The cynic would point out that I get paid to do these photo shoots. There’s more to it than a pay check though - I need to feed, clothe and school my children after all. There’s a reward involved in photographing community members and actually being part of a team that is trying to help that goes beyond any material reward for the work done.

There is also the eye-opening aspect to the work. Photographing ‘wellness-days’ at the paediatric HIV clinic at Ndwedwe over the last two years has been emotionally draining. The images I capture are not meant to show the destruction and devastation of the ravaging disease. Rather, they are supposed to show hope and the ability of children to overcome. There are images of smiling children, some very sick, children with a light in their eyes. The sadness is not in the children, but in the adults that burdened the youth with their troubles. So I find it difficult sometimes to create images that the client needs to promote their charity work in a positive light.


Learner at the Ethel Mthiyane School for children with special needs. The building in the background was built on funds provided by the Chairman of Tongaat Hulett Sugar, Steven Saunders
Painting the paediatric ward at Catherine Booth Hospital (my assistant, Claire is second from right painting the blue bird)

Other times it’s easier, like when I joined the CRD unit and Simamisa to paint the paediatric ward at Catherine Booth Hospital (servicing a deep rural area), or when I took part in Mandela Day along with the CRDU at a school in Zululand to paint the school buildings. On occasions like these I actually get to put the camera down and take part. During other events, like the KZN Rally to Read, just being there is uplifting. Then there are the sports days in several rural areas where the client has poured literally millions of Rands into sports development within the communities (Tongaat Huletts community upliftment, education and health budget is astounding)
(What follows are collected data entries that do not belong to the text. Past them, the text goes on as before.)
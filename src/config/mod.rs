//! Configuration loading: file config parsing, defaults, and path resolution.
//!
//! The config file is a flat `key = value` format (double-quoted strings,
//! integers, booleans, `#` comments). Unknown keys are rejected so typos
//! surface immediately instead of silently falling back to defaults.

use std::env;
use std::fs;
use std::path::{Path, PathBuf};
use std::time::Duration;

use thiserror::Error;
use tracing::debug;

/// Default retry limit (retries after the initial attempt).
pub const DEFAULT_MAX_RETRIES: u32 = 3;

/// Default empty-queue poll interval in seconds.
pub const DEFAULT_POLL_INTERVAL_SECS: u64 = 30;

/// Errors produced while loading or validating configuration.
#[derive(Debug, Error)]
pub enum ConfigError {
    /// Config file could not be read.
    #[error("failed to read config file '{path}': {source}")]
    Io {
        /// The config file path.
        path: PathBuf,
        /// The underlying IO error.
        #[source]
        source: std::io::Error,
    },

    /// A line did not match the `key = value` shape.
    #[error("invalid config syntax on line {line}: expected key = value")]
    Syntax {
        /// 1-indexed line number.
        line: usize,
    },

    /// A key was recognized but its value could not be parsed or is out of range.
    #[error("invalid `{key}` value on line {line}: {reason}")]
    Value {
        /// The config key.
        key: String,
        /// 1-indexed line number.
        line: usize,
        /// Why the value was rejected.
        reason: String,
    },

    /// The key is not part of the configuration schema.
    #[error("unknown configuration key '{key}' on line {line}")]
    UnknownKey {
        /// The unrecognized key.
        key: String,
        /// 1-indexed line number.
        line: usize,
    },

    /// An explicitly requested config file does not exist.
    #[error("config file '{path}' does not exist")]
    NotFound {
        /// The requested path.
        path: PathBuf,
    },

    /// `$HOME` is unset and a `~/` path or default location needs it.
    #[error("cannot resolve '~' paths: HOME is not set")]
    NoHome,
}

/// Supported config verbosity labels.
#[derive(Debug, Clone, Copy, PartialEq, Eq, Default)]
pub enum VerbositySetting {
    /// Standard `info` level output.
    #[default]
    Default,
    /// `debug` level output.
    Verbose,
    /// Errors only.
    Quiet,
    /// `trace` level output.
    Debug,
}

impl VerbositySetting {
    /// Returns the stable string label for display output.
    #[must_use]
    pub fn as_str(self) -> &'static str {
        match self {
            Self::Default => "default",
            Self::Verbose => "verbose",
            Self::Quiet => "quiet",
            Self::Debug => "debug",
        }
    }
}

/// A per-domain credential entry.
///
/// The pattern is matched by substring against the URL host, so
/// `auth."example.com"` also covers `www.example.com`.
#[derive(Debug, Clone, PartialEq, Eq)]
pub struct AuthEntry {
    /// Host substring this entry applies to.
    pub host_pattern: String,
    /// Username passed through to the downloader.
    pub username: String,
    /// Password passed through to the downloader.
    pub password: String,
}

/// Raw file configuration: every field optional, nothing resolved yet.
#[derive(Debug, Clone, Default)]
pub struct FileConfig {
    /// Destination directory for downloads.
    pub dest: Option<PathBuf>,
    /// Queue file path.
    pub queue: Option<PathBuf>,
    /// State file path (defaults to `<queue>.state`).
    pub state: Option<PathBuf>,
    /// Failure file path (defaults to `<queue>.failed`).
    pub failed: Option<PathBuf>,
    /// Retry limit.
    pub max_retries: Option<u32>,
    /// Empty-queue poll interval in seconds.
    pub poll_interval_secs: Option<u64>,
    /// Post-download shell command.
    pub post: Option<String>,
    /// Downloader binary override.
    pub curl_path: Option<PathBuf>,
    /// Extra passthrough arguments, whitespace-separated in the file.
    pub curl_args: Vec<String>,
    /// Per-domain credentials, in file order.
    pub auth: Vec<AuthEntry>,
    /// Default verbosity mode.
    pub verbosity: Option<VerbositySetting>,
}

/// Fully resolved configuration used by the engine and commands.
#[derive(Debug, Clone)]
pub struct Config {
    /// Destination directory for downloads.
    pub dest: PathBuf,
    /// Queue file path.
    pub queue: PathBuf,
    /// State file path.
    pub state: PathBuf,
    /// Failure file path.
    pub failed: PathBuf,
    /// Retries allowed after the initial attempt.
    pub max_retries: u32,
    /// Sleep between polls of an empty queue.
    pub poll_interval: Duration,
    /// Post-download shell command, if any.
    pub post: Option<String>,
    /// Downloader binary override; discovered on PATH when unset.
    pub curl_path: Option<PathBuf>,
    /// Extra passthrough arguments for the downloader.
    pub curl_args: Vec<String>,
    /// Per-domain credentials, in file order.
    pub auth: Vec<AuthEntry>,
    /// Verbosity from the config file (CLI flags and RUST_LOG win).
    pub verbosity: VerbositySetting,
}

impl Config {
    /// Loads configuration from `path` if given, otherwise from the default
    /// location, falling back to built-in defaults when no file exists.
    ///
    /// # Errors
    ///
    /// Returns [`ConfigError::NotFound`] when an explicit `path` does not
    /// exist, and parse/validation errors for a malformed file.
    pub fn load(path: Option<&Path>) -> Result<Self, ConfigError> {
        let file = match path {
            Some(explicit) => {
                if !explicit.exists() {
                    return Err(ConfigError::NotFound {
                        path: explicit.to_path_buf(),
                    });
                }
                Some(read_file_config(explicit)?)
            }
            None => match default_config_path() {
                Some(default) if default.exists() => {
                    debug!(path = %default.display(), "loading config file");
                    Some(read_file_config(&default)?)
                }
                _ => None,
            },
        };

        Self::resolve(file)
    }

    /// Resolves a parsed file config (or none) against built-in defaults.
    ///
    /// # Errors
    ///
    /// Returns [`ConfigError::NoHome`] when a default or `~/` path cannot be
    /// expanded.
    pub fn resolve(file: Option<FileConfig>) -> Result<Self, ConfigError> {
        let file = file.unwrap_or_default();

        let queue = match file.queue {
            Some(path) => expand_tilde(&path)?,
            None => home_dir()?.join(".dqlist"),
        };
        let dest = match file.dest {
            Some(path) => expand_tilde(&path)?,
            None => home_dir()?.join("Downloads"),
        };
        let state = match file.state {
            Some(path) => expand_tilde(&path)?,
            None => sibling_with_suffix(&queue, "state"),
        };
        let failed = match file.failed {
            Some(path) => expand_tilde(&path)?,
            None => sibling_with_suffix(&queue, "failed"),
        };
        let curl_path = match file.curl_path {
            Some(path) => Some(expand_tilde(&path)?),
            None => None,
        };

        Ok(Self {
            dest,
            queue,
            state,
            failed,
            max_retries: file.max_retries.unwrap_or(DEFAULT_MAX_RETRIES),
            poll_interval: Duration::from_secs(
                file.poll_interval_secs.unwrap_or(DEFAULT_POLL_INTERVAL_SECS),
            ),
            post: file.post,
            curl_path,
            curl_args: file.curl_args,
            auth: file.auth,
            verbosity: file.verbosity.unwrap_or_default(),
        })
    }
}

/// Resolves the default config path.
///
/// Priority:
/// 1. `$XDG_CONFIG_HOME/dq/config.toml`
/// 2. `$HOME/.config/dq/config.toml`
#[must_use]
pub fn default_config_path() -> Option<PathBuf> {
    if let Some(xdg_config_home) = env_var_non_empty("XDG_CONFIG_HOME") {
        return Some(PathBuf::from(xdg_config_home).join("dq").join("config.toml"));
    }

    let home = env_var_non_empty("HOME")?;
    Some(
        PathBuf::from(home)
            .join(".config")
            .join("dq")
            .join("config.toml"),
    )
}

fn env_var_non_empty(name: &str) -> Option<std::ffi::OsString> {
    let value = env::var_os(name)?;
    if value.is_empty() { None } else { Some(value) }
}

fn home_dir() -> Result<PathBuf, ConfigError> {
    env_var_non_empty("HOME")
        .map(PathBuf::from)
        .ok_or(ConfigError::NoHome)
}

/// Expands a leading `~` or `~/` against `$HOME`; other paths pass through.
fn expand_tilde(path: &Path) -> Result<PathBuf, ConfigError> {
    let Some(text) = path.to_str() else {
        return Ok(path.to_path_buf());
    };
    if text == "~" {
        return home_dir();
    }
    if let Some(rest) = text.strip_prefix("~/") {
        return Ok(home_dir()?.join(rest));
    }
    Ok(path.to_path_buf())
}

/// Appends a suffix to a path's final component: `~/.dqlist` → `~/.dqlist.state`.
fn sibling_with_suffix(path: &Path, suffix: &str) -> PathBuf {
    let mut name = path.file_name().map_or_else(
        || std::ffi::OsString::from("dqlist"),
        std::ffi::OsStr::to_os_string,
    );
    name.push(".");
    name.push(suffix);
    path.with_file_name(name)
}

fn read_file_config(path: &Path) -> Result<FileConfig, ConfigError> {
    let raw = fs::read_to_string(path).map_err(|source| ConfigError::Io {
        path: path.to_path_buf(),
        source,
    })?;
    parse_config_str(&raw)
}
Learners at the opening of the Nkosazana Primary School near Empangeni

Children peering into the officials tent at the Mandela Day celebrations at Ofasimba School in 2013


Nhlanhla Ntuli addressing students at the Nkosibomvu High school careers day in 2014
The bottom line is that working with this particular client means that my job is not just a job. Yes, I happen love what I do in the first place. Its just that every now and again there's the added perk of being involved in something that is not only meaningful, but is actually not entirely involved int he self-absorbed world of commercial photography.